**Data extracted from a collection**
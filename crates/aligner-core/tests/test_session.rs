#[allow(dead_code)]
mod common;

use std::path::PathBuf;
use std::sync::Arc;
use std::time::{Duration, Instant};

use tempfile::TempDir;

use aligner_core::channel::{Channel, ChannelStack, SampleFormat, TransformState};
use aligner_core::compute::CpuBackend;
use aligner_core::config::{AlignerConfig, Modifier};
use aligner_core::error::{AlignerError, ConflictKind};
use aligner_core::io::metadata::TAG_IMAGE_DESCRIPTION;
use aligner_core::io::{load_channels_from_paths, MetadataDirectory, SaveOptions};
use aligner_core::levels::{DisplayLevels, DisplayRange};
use aligner_core::scheduler::RenderQuality;
use aligner_core::session::AlignSession;

use common::{pattern, ramp, write_single_page_files};

fn session() -> AlignSession {
    AlignSession::with_backend(AlignerConfig::default(), Arc::new(CpuBackend))
}

fn stack_of(channels: Vec<Channel>) -> ChannelStack {
    ChannelStack {
        source_paths: vec![PathBuf::from("/data/run/stack.tif")],
        channels,
        metadata: None,
        save_options: SaveOptions::default(),
    }
}

fn loaded(n: usize) -> AlignSession {
    let mut s = session();
    s.load_stack(stack_of((0..n).map(|_| pattern(40, 30)).collect()))
        .unwrap();
    s
}

/// Drain the render queue at `now`.
fn drain(s: &mut AlignSession, now: Instant) -> Vec<RenderQuality> {
    std::iter::from_fn(|| s.next_render(now)).collect()
}

// ---------------------------------------------------------------------------
// Loading
// ---------------------------------------------------------------------------

#[test]
fn test_empty_session_renders_nothing() {
    let mut s = session();
    assert!(!s.has_channels());
    assert_eq!(s.status(), "Ready");
    assert!(s.render(RenderQuality::Final).unwrap().is_none());
    assert!(matches!(s.aligned_channels(), Err(AlignerError::NoChannels)));
}

#[test]
fn test_load_resets_selection_and_transforms() {
    let mut s = loaded(3);
    s.move_active(1.0, 0.0, Modifier::None);
    s.load_stack(stack_of(vec![pattern(40, 30), pattern(40, 30)]))
        .unwrap();
    assert_eq!((s.reference(), s.active()), (0, 1));
    assert_eq!(s.transforms(), &[TransformState::default(); 2]);
    assert_eq!(s.status(), "Images loaded. Use arrow keys to align.");
    assert_eq!(drain(&mut s, Instant::now()), vec![RenderQuality::Final]);
}

#[test]
fn test_failed_load_keeps_previous_state() {
    let mut s = loaded(3);
    s.move_active(0.0, 1.0, Modifier::None);
    let err = s.load_stack(stack_of(vec![pattern(40, 30)])).unwrap_err();
    assert!(matches!(err, AlignerError::NotEnoughChannels(1)));
    assert_eq!(s.channel_count(), 3);
    assert_eq!(s.transform(1), Some(&TransformState::new(0.0, 1.0, 0.0)));
}

#[test]
fn test_load_sets_manual_bounds_from_bit_depth() {
    let mut s = session();
    s.load_stack(stack_of(vec![
        ramp(8, 8, SampleFormat::U16),
        ramp(8, 8, SampleFormat::U16),
    ]))
    .unwrap();
    assert_eq!(s.manual_bounds(), (0.0, 65535.0));
    s.set_auto_levels(false);
    assert!(matches!(s.levels(), DisplayLevels::Manual(r) if r.max == 65535.0));
}

#[test]
fn test_configured_manual_range_survives_load() {
    let mut config = AlignerConfig::default();
    config.display.auto_levels = false;
    config.display.manual_range = DisplayRange::new(100.0, 4000.0);
    let mut s = AlignSession::with_backend(config, Arc::new(CpuBackend));
    s.load_stack(stack_of(vec![
        ramp(8, 8, SampleFormat::U16),
        ramp(8, 8, SampleFormat::U16),
    ]))
    .unwrap();
    assert_eq!(s.manual_bounds(), (100.0, 4000.0));
    assert!(matches!(s.levels(), DisplayLevels::Manual(r) if r.min == 100.0));
}

// ---------------------------------------------------------------------------
// Channel selection
// ---------------------------------------------------------------------------

#[test]
fn test_active_equal_to_reference_moves_on() {
    let mut s = loaded(3);
    s.set_channels(2, 2).unwrap();
    assert_eq!((s.reference(), s.active()), (2, 0));
    assert_eq!(s.status(), "Reference or active channel updated.");
    assert!(matches!(
        s.set_active(3),
        Err(AlignerError::ChannelIndexOutOfRange { index: 3, total: 3 })
    ));
}

#[test]
fn test_cycle_skips_reference() {
    let mut s = loaded(3);
    s.set_reference(2).unwrap();
    assert_eq!(s.active(), 1);
    s.cycle_active();
    assert_eq!(s.active(), 0);
    s.cycle_active();
    assert_eq!(s.active(), 1);
}

// ---------------------------------------------------------------------------
// Editing
// ---------------------------------------------------------------------------

#[test]
fn test_nudges_update_active_transform_and_status() {
    let mut s = loaded(2);
    s.move_active(1.0, 0.0, Modifier::Coarse);
    s.move_active(0.0, -1.0, Modifier::Fine);
    s.rotate_active(-1.0, Modifier::None);
    let state = *s.transform(1).unwrap();
    assert_eq!((state.dx, state.dy), (10.0, -0.5));
    assert!((state.angle_deg + 0.1).abs() < 1e-12);
    assert_eq!(s.status(), "Active C2 | dx=10.00 dy=-0.50 angle=-0.10 deg");
    assert_eq!(s.transform(0), Some(&TransformState::default()));
}

#[test]
fn test_nudge_renders_draft_then_final() {
    let mut s = loaded(2);
    let t0 = Instant::now();
    drain(&mut s, t0);
    s.move_active(1.0, 0.0, Modifier::None);
    assert_eq!(s.next_render(Instant::now()), Some(RenderQuality::Draft));
    assert!(s.final_render_armed());
    assert_eq!(s.next_render(Instant::now() + Duration::from_secs(5)), Some(RenderQuality::Final));
    assert!(!s.final_render_armed());
}

#[test]
fn test_reset_all_clears_every_transform() {
    let mut s = loaded(3);
    s.move_active(1.0, 1.0, Modifier::None);
    s.cycle_active();
    s.rotate_active(1.0, Modifier::Coarse);
    s.reset_active();
    assert_eq!(s.transform(2), Some(&TransformState::default()));
    assert_ne!(s.transform(1), Some(&TransformState::default()));
    s.reset_all();
    assert!(s.transforms().iter().all(TransformState::is_identity));
    assert_eq!(s.status(), "All transforms reset.");
}

// ---------------------------------------------------------------------------
// Settings
// ---------------------------------------------------------------------------

#[test]
fn test_display_settings_are_clamped() {
    let mut s = loaded(2);
    s.set_brightness(9.0);
    assert_eq!(s.brightness(), 2.5);
    s.set_opacity(0.0);
    assert_eq!(s.opacity(), 0.05);
}

#[test]
fn test_fast_preview_restores_budget() {
    let mut s = loaded(2);
    s.set_preview_megapixels(3.0);
    s.set_fast_preview(true);
    assert_eq!(s.preview_megapixels(), 0.5);
    s.set_preview_megapixels(4.0);
    assert_eq!(s.preview_megapixels(), 0.5);
    s.set_fast_preview(false);
    assert_eq!(s.preview_megapixels(), 4.0);
}

#[test]
fn test_gpu_refused_without_accelerated_backend() {
    let mut s = loaded(2);
    assert!(!s.gpu_available());
    assert!(matches!(s.set_use_gpu(true), Err(AlignerError::GpuError(_))));
    assert!(!s.use_gpu());
    assert!(s.set_use_gpu(false).is_ok());
}

#[test]
fn test_status_mentions_reduced_preview() {
    let mut config = AlignerConfig::default();
    config.preview.max_dimension = 100;
    let mut s = AlignSession::with_backend(config, Arc::new(CpuBackend));
    s.load_stack(stack_of(vec![pattern(400, 400), pattern(400, 400)]))
        .unwrap();
    assert!((s.preview_scale() - 0.25).abs() < 1e-12);
    assert_eq!(
        s.status(),
        "Images loaded. Use arrow keys to align. Preview: 25% (export full res)."
    );
}

// ---------------------------------------------------------------------------
// Viewport
// ---------------------------------------------------------------------------

#[test]
fn test_render_fills_canvas_and_centers() {
    let mut s = loaded(2);
    s.set_canvas_size(80, 60);
    let view = s.render(RenderQuality::Final).unwrap().unwrap();
    assert_eq!(view.image.unwrap().dimensions(), (40, 30));
    assert_eq!((view.pos_x, view.pos_y), (20, 15));
}

#[test]
fn test_full_resolution_view_matches_preview_geometry() {
    let mut s = loaded(2);
    s.set_canvas_size(20, 20);
    let preview = s.render(RenderQuality::Final).unwrap().unwrap();
    s.set_full_resolution(true);
    let full = s.render(RenderQuality::Final).unwrap().unwrap();
    assert_eq!(preview.layout, full.layout);
    assert_eq!(
        preview.image.unwrap().dimensions(),
        full.image.unwrap().dimensions()
    );
}

#[test]
fn test_zoom_limits_and_fit() {
    let mut s = loaded(2);
    for _ in 0..200 {
        s.zoom_in();
    }
    assert_eq!(s.zoom(), 32.0);
    s.zoom_wheel(-1);
    assert_eq!(s.zoom(), 31.75);
    s.zoom_fit();
    assert_eq!(s.zoom(), 1.0);
}

#[test]
fn test_keyboard_pan_moves_scroll_fraction() {
    let mut s = loaded(2);
    s.set_canvas_size(20, 15);
    s.set_zoom(4.0);
    s.render(RenderQuality::Final).unwrap();
    // 40x30 at 0.5 fit x 4 zoom = 80x60 on a 20x15 canvas.
    let (fx, fy) = s.scroll_fractions();
    assert!((fx - 0.375).abs() < 1e-12);
    assert!((fy - 0.375).abs() < 1e-12);

    s.pan_key(1, 0, false);
    let (fx2, fy2) = s.scroll_fractions();
    assert!((fx2 - 0.625).abs() < 1e-12);
    assert_eq!(fy2, fy);

    s.pan_key(1, 0, true);
    assert!((s.scroll_fractions().0 - 0.75).abs() < 1e-12);
}

#[test]
fn test_non_finite_scroll_fractions_fall_back_to_origin() {
    let mut s = loaded(2);
    s.set_canvas_size(20, 15);
    s.set_zoom(4.0);
    s.render(RenderQuality::Final).unwrap();

    s.set_scroll_fractions(f64::NAN, f64::INFINITY);
    let view = s.render(RenderQuality::Final).unwrap().unwrap();
    assert_eq!(view.fractions, (0.0, 0.0));
    assert_eq!(s.scroll_fractions(), (0.0, 0.0));
    assert!(view.image.is_some());
}

// ---------------------------------------------------------------------------
// Export
// ---------------------------------------------------------------------------

#[test]
fn test_aligned_channels_leave_reference_untouched() {
    let mut s = loaded(2);
    s.set_channels(1, 0).unwrap();
    s.move_active(1.0, 1.0, Modifier::None);
    s.cycle_active();
    let out = s.aligned_channels().unwrap();
    assert_eq!(s.active(), 0);
    assert_eq!(out[1], pattern(40, 30));
    assert_ne!(out[0], pattern(40, 30));
}

#[test]
fn test_save_writes_tagged_stack_and_remembers_name() {
    let dir = TempDir::new().unwrap();
    let paths = write_single_page_files(dir.path(), &[pattern(10, 10), pattern(10, 10)]);
    let mut s = session();
    s.load(&paths).unwrap();
    assert_eq!(s.default_output_name(), "c1_manual_aligned.tif");

    s.move_active(1.0, 0.0, Modifier::None);
    let out = dir.path().join("result.tif");
    s.save_aligned(&out).unwrap();
    assert_eq!(s.status(), "Saved aligned stack (Manual Aligned tag): result.tif");
    assert_eq!(s.default_output_name(), "result.tif");

    let saved = load_channels_from_paths(&[&out]).unwrap();
    assert_eq!(saved.len(), 2);
    let description = saved.metadata.as_ref().and_then(|m| m.description());
    assert_eq!(description, Some("Manual Aligned"));
}

#[test]
fn test_save_keeps_non_ascii_description_and_adds_marker() {
    let dir = TempDir::new().unwrap();
    let mut metadata = MetadataDirectory::new();
    metadata.set(TAG_IMAGE_DESCRIPTION, "Pixel size 0.1 \u{b5}m");
    let mut stack = stack_of(vec![pattern(10, 10), pattern(10, 10)]);
    stack.metadata = Some(metadata);
    let mut s = session();
    s.load_stack(stack).unwrap();

    let out = dir.path().join("aligned.tif");
    s.save_aligned(&out).unwrap();
    let saved = load_channels_from_paths(&[&out]).unwrap();
    let description = saved.metadata.as_ref().and_then(|m| m.description());
    assert_eq!(description, Some("Pixel size 0.1 um | Manual Aligned"));
}

#[test]
fn test_save_refuses_source_and_existing_paths() {
    let dir = TempDir::new().unwrap();
    let paths = write_single_page_files(dir.path(), &[pattern(6, 6), pattern(6, 6)]);
    let mut s = session();
    s.load(&paths).unwrap();

    let before = std::fs::read(&paths[0]).unwrap();
    let err = s.save_aligned(&paths[0]).unwrap_err();
    assert!(matches!(
        err,
        AlignerError::SaveConflict {
            kind: ConflictKind::SourcePath,
            ..
        }
    ));
    assert_eq!(std::fs::read(&paths[0]).unwrap(), before);

    let out = dir.path().join("once.tif");
    s.save_aligned(&out).unwrap();
    assert!(matches!(
        s.save_aligned(&out),
        Err(AlignerError::SaveConflict {
            kind: ConflictKind::AlreadyExists,
            ..
        })
    ));
}

#[test]
fn test_default_output_name_without_inputs() {
    assert_eq!(session().default_output_name(), "manual_aligned.tif");
}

**The task**
Figure out how many lines of the data above include "false", then give the number and nothing more.

**Result for this exercise**
5